Y a-t-il réellement avantage à substituer des électro-aimants aux aimants ? Il nous semble que poser cette question, c’est la résoudre. Supposons, en effet, que nous ayons à notre disposition un aimant d’une énergie magnétique égale à celle de l’électro-aimant qui le remplacerait, l’avantage du premier sur le second est frappant ; car l’électro-aimant n’a de vertu magnétique qu’autant qu’on l’excite au moyen d’un courant électrique, c’est-à-dire d’une dépense de force ; tandis que l’aimant garde invariablement le magnétisme qu’il a une fois reçu. Ainsi, au point de vue de la production économique de l’électricité, on voit qu’une machine à aimant dépense beaucoup moins qu’une machine à électro-aimant. D’ailleurs un électro aimant est fabriqué avec du fer très-doux et du cuivre rouge en fils recouverts de coton et soigneusement isolés ; son prix ne peut donc être aussi économique que celui d’un aimant construit par la méthode Jamin.
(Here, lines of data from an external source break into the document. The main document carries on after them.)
//! Parameter binding.
//!
//! Binding walks a command's parameters in order against one cursor. It is
//! fail-fast: the first conversion or arity error ends the candidate.

use cmdroute_args::{ArgumentSet, Cursor};
use futures_util::FutureExt;
use futures_util::future::BoxFuture;

use crate::caller::Caller;
use crate::cancel::CancelSignal;
use crate::config::DispatchConfig;
use crate::convert::{ConvertCall, ConverterRegistry};
use crate::error::{ArityReason, ConversionError, Failure};
use crate::param::{ParamShape, Parameter};
use crate::services::Services;
use crate::tree::Command;
use crate::value::{Value, ValueKind};

pub(crate) struct BindContext<'a> {
    pub caller: &'a dyn Caller,
    pub services: &'a dyn Services,
    pub registry: &'a ConverterRegistry,
    pub config: &'a DispatchConfig,
    pub cancel: &'a CancelSignal,
    pub command: &'a Command,
}

/// Parameters that a named token in `args` satisfies.
fn named_matches(parameters: &[Parameter], args: &ArgumentSet) -> usize {
    parameters
        .iter()
        .flat_map(Parameter::named_leaves)
        .filter(|p| args.named(p.name()).is_some())
        .count()
}

/// Reject a candidate on token count alone, before anything is converted.
pub fn check_arity(command: &Command, cursor: &Cursor<'_>) -> Result<(), Failure> {
    let arity = command.arity();
    let remaining = cursor.remaining();
    let named = named_matches(command.parameters(), cursor.args());

    let available = remaining + named;

    let reason = if available < arity.min {
        Some(ArityReason::TooFew { min: arity.min, available })
    } else {
        arity
            .max
            .filter(|max| available > *max)
            .map(|max| ArityReason::TooMany { max, available })
    };

    match reason {
        Some(reason) => {
            tracing::debug!(command = %command.display_path(), %reason, "arity rejected");
            Err(Failure::ArityMismatch {
                command: command.display_path(),
                reason,
            })
        }
        None => Ok(()),
    }
}

/// Bind every parameter of `ctx.command` starting at `cursor`.
pub(crate) async fn bind(
    ctx: &BindContext<'_>,
    mut cursor: Cursor<'_>,
) -> Result<Vec<Value>, Failure> {
    bind_list(ctx, ctx.command.parameters(), &mut cursor).await
}

fn bind_list<'a>(
    ctx: &'a BindContext<'a>,
    parameters: &'a [Parameter],
    cursor: &'a mut Cursor<'_>,
) -> BoxFuture<'a, Result<Vec<Value>, Failure>> {
    async move {
        let mut values = Vec::with_capacity(parameters.len());
        for parameter in parameters {
            let value = match parameter.shape() {
                ParamShape::Remainder { separator } => {
                    let value = bind_remainder(ctx, parameter, separator.as_deref(), cursor)?;
                    values.push(value);
                    break;
                }
                ParamShape::Resource => bind_resource(ctx, parameter).await?,
                ParamShape::Composite(composite) => {
                    let start = *cursor;
                    let bound = bind_list(ctx, composite.parameters(), cursor).await;
                    match bound {
                        Ok(sub_values) => match composite.construct(sub_values) {
                            Ok(value) => value,
                            Err(_) if parameter.is_optional() => {
                                *cursor = start;
                                Value::Missing
                            }
                            Err(error) => {
                                return Err(Failure::ConversionFailure(ConversionError {
                                    parameter: parameter.name().to_string(),
                                    raw: start.args().join_from(start.position(), " "),
                                    expected: parameter.kind().key(),
                                    reason: format!("{error:#}"),
                                }));
                            }
                        },
                        Err(failure)
                            if parameter.is_optional() && failure.is_recoverable_bind() =>
                        {
                            tracing::trace!(
                                parameter = parameter.name(),
                                %failure,
                                "optional composite skipped"
                            );
                            *cursor = start;
                            Value::Missing
                        }
                        Err(failure) => return Err(failure),
                    }
                }
                ParamShape::Positional if parameter.is_collection() => {
                    bind_collection(ctx, parameter, cursor)?
                }
                ParamShape::Positional => {
                    let raw = cursor.args().named(parameter.name()).or_else(|| cursor.next());
                    match raw {
                        Some(raw) => convert(ctx, parameter, parameter.kind(), raw)?,
                        None => absent(ctx, parameter)?,
                    }
                }
            };
            values.push(value);
        }
        Ok(values)
    }
    .boxed()
}

fn bind_remainder(
    ctx: &BindContext<'_>,
    parameter: &Parameter,
    separator: Option<&str>,
    cursor: &mut Cursor<'_>,
) -> Result<Value, Failure> {
    if cursor.is_exhausted() {
        if let Some(raw) = cursor.args().named(parameter.name()) {
            return convert(ctx, parameter, parameter.kind(), raw);
        }
        return absent(ctx, parameter);
    }
    if parameter.is_collection() {
        let raws = cursor.take_remaining();
        return convert_each(ctx, parameter, &raws);
    }
    let separator = separator.unwrap_or(&ctx.config.remainder_separator);
    let joined = cursor.join_remaining(separator);
    convert(ctx, parameter, parameter.kind(), &joined)
}

fn bind_collection(
    ctx: &BindContext<'_>,
    parameter: &Parameter,
    cursor: &mut Cursor<'_>,
) -> Result<Value, Failure> {
    if let Some(raw) = cursor.args().named(parameter.name()) {
        return convert_each(ctx, parameter, &[raw.to_string()]);
    }
    if cursor.is_exhausted() {
        return absent(ctx, parameter);
    }
    let raws = cursor.take_remaining();
    convert_each(ctx, parameter, &raws)
}

async fn bind_resource(ctx: &BindContext<'_>, parameter: &Parameter) -> Result<Value, Failure> {
    let resource = tokio::select! {
        biased;
        _ = ctx.cancel.cancelled() => return Err(Failure::Cancelled),
        resource = ctx.caller.resource() => resource,
    };
    match resource {
        Ok(Some(value)) => Ok(value),
        Ok(None) if parameter.is_optional() => Ok(Value::Missing),
        Ok(None) => Err(Failure::ArityMismatch {
            command: ctx.command.display_path(),
            reason: ArityReason::Missing {
                parameter: parameter.name().to_string(),
            },
        }),
        Err(error) => Err(Failure::Unhandled(
            error.context(format!("reading resource for '{}'", parameter.name())),
        )),
    }
}

/// Value for a parameter with no token: its default, `Missing`, or an error.
fn absent(ctx: &BindContext<'_>, parameter: &Parameter) -> Result<Value, Failure> {
    if let Some(raw) = parameter.default_raw() {
        return if parameter.is_collection() {
            convert_each(ctx, parameter, &[raw.to_string()])
        } else {
            convert(ctx, parameter, parameter.kind(), raw)
        };
    }
    if parameter.is_optional() {
        return Ok(Value::Missing);
    }
    Err(Failure::ArityMismatch {
        command: ctx.command.display_path(),
        reason: ArityReason::Missing {
            parameter: parameter.name().to_string(),
        },
    })
}

fn convert(
    ctx: &BindContext<'_>,
    parameter: &Parameter,
    kind: &ValueKind,
    raw: &str,
) -> Result<Value, Failure> {
    let call = ConvertCall {
        caller: ctx.caller,
        parameter,
        kind,
        services: ctx.services,
        registry: ctx.registry,
    };
    ctx.registry.convert(&call, raw).map_err(|error| {
        tracing::debug!(command = %ctx.command.display_path(), %error, "conversion failed");
        Failure::ConversionFailure(error)
    })
}

fn convert_each(
    ctx: &BindContext<'_>,
    parameter: &Parameter,
    raws: &[String],
) -> Result<Value, Failure> {
    raws.iter()
        .map(|raw| convert(ctx, parameter, parameter.kind(), raw))
        .collect::<Result<Vec<_>, _>>()
        .map(Value::List)
}

#[cfg(test)]
mod tests {
    use super::*;
    use std::sync::Arc;
    use std::sync::atomic::{AtomicUsize, Ordering};

    use cmdroute_args::tokenize;

    use crate::caller::BufferedCaller;
    use crate::invoker::{Returned, Target};
    use crate::services::NoServices;
    use crate::tree::{CommandSpec, ComponentTree};

    fn command(params: Vec<Parameter>) -> Arc<Command> {
        let mut spec = CommandSpec::new(["cmd"], Target::sync("cmd", |_| Ok(Returned::Void)));
        spec.parameters = params;
        let tree = ComponentTree::build(vec![spec.into()]).unwrap();
        tree.commands().next().cloned().unwrap()
    }

    async fn bind_line(
        params: Vec<Parameter>,
        line: &str,
        registry: &ConverterRegistry,
    ) -> Result<Vec<Value>, Failure> {
        let command = command(params);
        let caller = BufferedCaller::new(tokenize(line)).with_resource(Value::from("payload"));
        let config = DispatchConfig::default();
        let cancel = CancelSignal::never();
        let ctx = BindContext {
            caller: &caller,
            services: &NoServices,
            registry,
            config: &config,
            cancel: &cancel,
            command: &command,
        };
        let cursor = Cursor::at(caller.arguments(), 1);
        check_arity(&command, &cursor)?;
        bind(&ctx, cursor).await
    }

    fn xy() -> Vec<Parameter> {
        vec![
            Parameter::positional("x", ValueKind::I64),
            Parameter::positional("y", ValueKind::I64),
        ]
    }

    #[tokio::test]
    async fn arity_is_checked_before_any_conversion() {
        let calls = Arc::new(AtomicUsize::new(0));
        let mut registry = ConverterRegistry::new();
        let counter = Arc::clone(&calls);
        registry.register("i64", move |_: &ConvertCall<'_>, raw: &str| {
            counter.fetch_add(1, Ordering::SeqCst);
            Ok(Value::I64(raw.parse().unwrap_or_default()))
        });

        let failure = bind_line(xy(), "cmd 1", &registry).await.unwrap_err();
        assert!(matches!(
            failure,
            Failure::ArityMismatch {
                reason: ArityReason::TooFew { min: 2, available: 1 },
                ..
            }
        ));
        assert_eq!(calls.load(Ordering::SeqCst), 0);

        let failure = bind_line(xy(), "cmd 1 2 3", &registry).await.unwrap_err();
        assert!(matches!(
            failure,
            Failure::ArityMismatch { reason: ArityReason::TooMany { .. }, .. }
        ));
        assert_eq!(calls.load(Ordering::SeqCst), 0);
    }

    #[tokio::test]
    async fn named_tokens_take_precedence_and_count_toward_arity() {
        let registry = ConverterRegistry::new();
        let values = bind_line(xy(), "cmd --y 9 4", &registry).await.unwrap();
        assert_eq!(values, vec![Value::I64(4), Value::I64(9)]);

        let failure = bind_line(xy(), "cmd --y 9 4 5", &registry).await.unwrap_err();
        assert!(matches!(
            failure,
            Failure::ArityMismatch {
                reason: ArityReason::TooMany { max: 2, available: 3 },
                ..
            }
        ));
    }

    #[tokio::test]
    async fn optional_and_default_values() {
        let registry = ConverterRegistry::new();
        let params = vec![
            Parameter::positional("x", ValueKind::I64),
            Parameter::positional("y", ValueKind::I64).optional(),
            Parameter::positional("z", ValueKind::I64).default_value("7"),
        ];
        let values = bind_line(params, "cmd 1", &registry).await.unwrap();
        assert_eq!(values, vec![Value::I64(1), Value::Missing, Value::I64(7)]);
    }

    #[tokio::test]
    async fn remainder_joins_or_collects() {
        let registry = ConverterRegistry::new();
        let joined = bind_line(
            vec![Parameter::remainder("text", ValueKind::String)],
            "cmd hello big world",
            &registry,
        )
        .await
        .unwrap();
        assert_eq!(joined, vec![Value::from("hello big world")]);

        let items = bind_line(
            vec![Parameter::remainder("n", ValueKind::U8).collection()],
            "cmd 1 2 3",
            &registry,
        )
        .await
        .unwrap();
        assert_eq!(items, vec![Value::List(vec![Value::U8(1), Value::U8(2), Value::U8(3)])]);

        let dashed = bind_line(
            vec![Parameter::remainder("text", ValueKind::String).separator("-")],
            "cmd a b",
            &registry,
        )
        .await
        .unwrap();
        assert_eq!(dashed, vec![Value::from("a-b")]);
    }

    #[tokio::test]
    async fn optional_composite_with_missing_part_yields_missing_and_rewinds() {
        let registry = ConverterRegistry::new();
        let params = vec![
            Parameter::composite(
                "point",
                vec![
                    Parameter::positional("px", ValueKind::I32),
                    Parameter::positional("py", ValueKind::I32),
                ],
                |parts| Ok(Value::List(parts)),
            )
            .optional(),
            Parameter::positional("label", ValueKind::String).optional(),
        ];
        let values = bind_line(params, "cmd origin", &registry).await.unwrap();
        assert_eq!(values, vec![Value::Missing, Value::from("origin")]);
    }

    #[tokio::test]
    async fn required_composite_failure_fails_bind() {
        let registry = ConverterRegistry::new();
        let params = vec![Parameter::composite(
            "point",
            vec![
                Parameter::positional("px", ValueKind::I32),
                Parameter::positional("py", ValueKind::I32),
            ],
            |parts| Ok(Value::List(parts)),
        )];
        let failure = bind_line(params, "cmd 1 nope", &registry).await.unwrap_err();
        assert!(matches!(failure, Failure::ConversionFailure(ref e) if e.parameter == "py"));
    }

    #[tokio::test]
    async fn resource_parameters_take_no_tokens() {
        let registry = ConverterRegistry::new();
        let params = vec![
            Parameter::resource("body", ValueKind::String),
            Parameter::positional("x", ValueKind::I64),
        ];
        let values = bind_line(params, "cmd 5", &registry).await.unwrap();
        assert_eq!(values, vec![Value::from("payload"), Value::I64(5)]);
    }

    #[tokio::test]
    async fn conversion_failure_names_parameter() {
        let registry = ConverterRegistry::new();
        let failure = bind_line(xy(), "cmd 1 two", &registry).await.unwrap_err();
        let Failure::ConversionFailure(error) = failure else {
            panic!("expected conversion failure");
        };
        assert_eq!(error.parameter, "y");
        assert_eq!(error.raw, "two");
        assert_eq!(error.expected, "i64");
    }
}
En résumé donc, une machine magnéto-électrique à aimant coûte moins à établir qu’une machine à électro-aimant, et la production de l’électricité avec la première coûte moins qu’avec la seconde. On pourrait encore indiquer des avantages accessoires, par exemple, celui-ci : le magnétisme de l’aimant est constant, tandis que celui de l’électro-aimant est variable avec la vitesse de la machine ; cette permanence du magnétisme donne au moins une plus grande facilité à certaines expériences.

Les applications de cette machine sont faciles à réaliser ; déjà les ateliers de M. Christophle emploient depuis six mois une machine de grande dimension qui est mise en mouvement par un moteur à vapeur ; cette machine a une résistance et une tension très faibles ; la tension est celle de deux éléments Bunsen seulement ; mais la quantité est très-grande : elle est égale à celle de 32 Bunsen ordinaires.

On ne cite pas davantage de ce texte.